The show was then translated and retitled “Harvard Hakunetsu Kyoshitu,” which means “Harvard’s Heated Discussion Classroom,” and broadcast for audiences in Japan. It immediately attracted millions of viewers and inspired the University of Tokyo to develop its own version of the class.
“The show and the publishing of Sandel’s book was the start of a boom of philosophy in Japan,” said Ryosuke Kobayashi ’13, who took Justice last year and also has friends in the class at the University of Tokyo.
The University of Tokyo’s “Justice” course consists of thirteen sessions and is team-taught.
“I want to have the University of Tokyo students exposed to international dialogue,” said Masako Egawa, executive vice president of the University of Tokyo.
Egawa said she hopes the video conference will add to the initial success of the program in Tokyo.

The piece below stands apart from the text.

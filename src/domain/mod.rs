// Domain layer: estimation models and ports. No I/O here.

pub mod model;
pub mod ports;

Typically, universities in Asia place more emphasis on lectures and memorization, while Sandel uses the Socratic method in his participation-based lectures.
“I went to Japan this summer to teach a class and I didn’t get the feeling that any of them were used to having a discussion,” said former “Justice” student Jimmy P. Bohnslav ’13. “Professor Sandel is unique in that he tries to keep this lecture really interactive—he will have to work hard to overcome that kind of culture.”
Former Sandel students expressed their excitement for the opportunity and said they were curious about what the dynamic of the combined group will be.
“Justice is restricted to a bunch of privileged American college students,” says Daniel M. Claridge ’13, who is also a Crimson sports writer. “It’d be interesting to see what people on the other side of the world think of it.”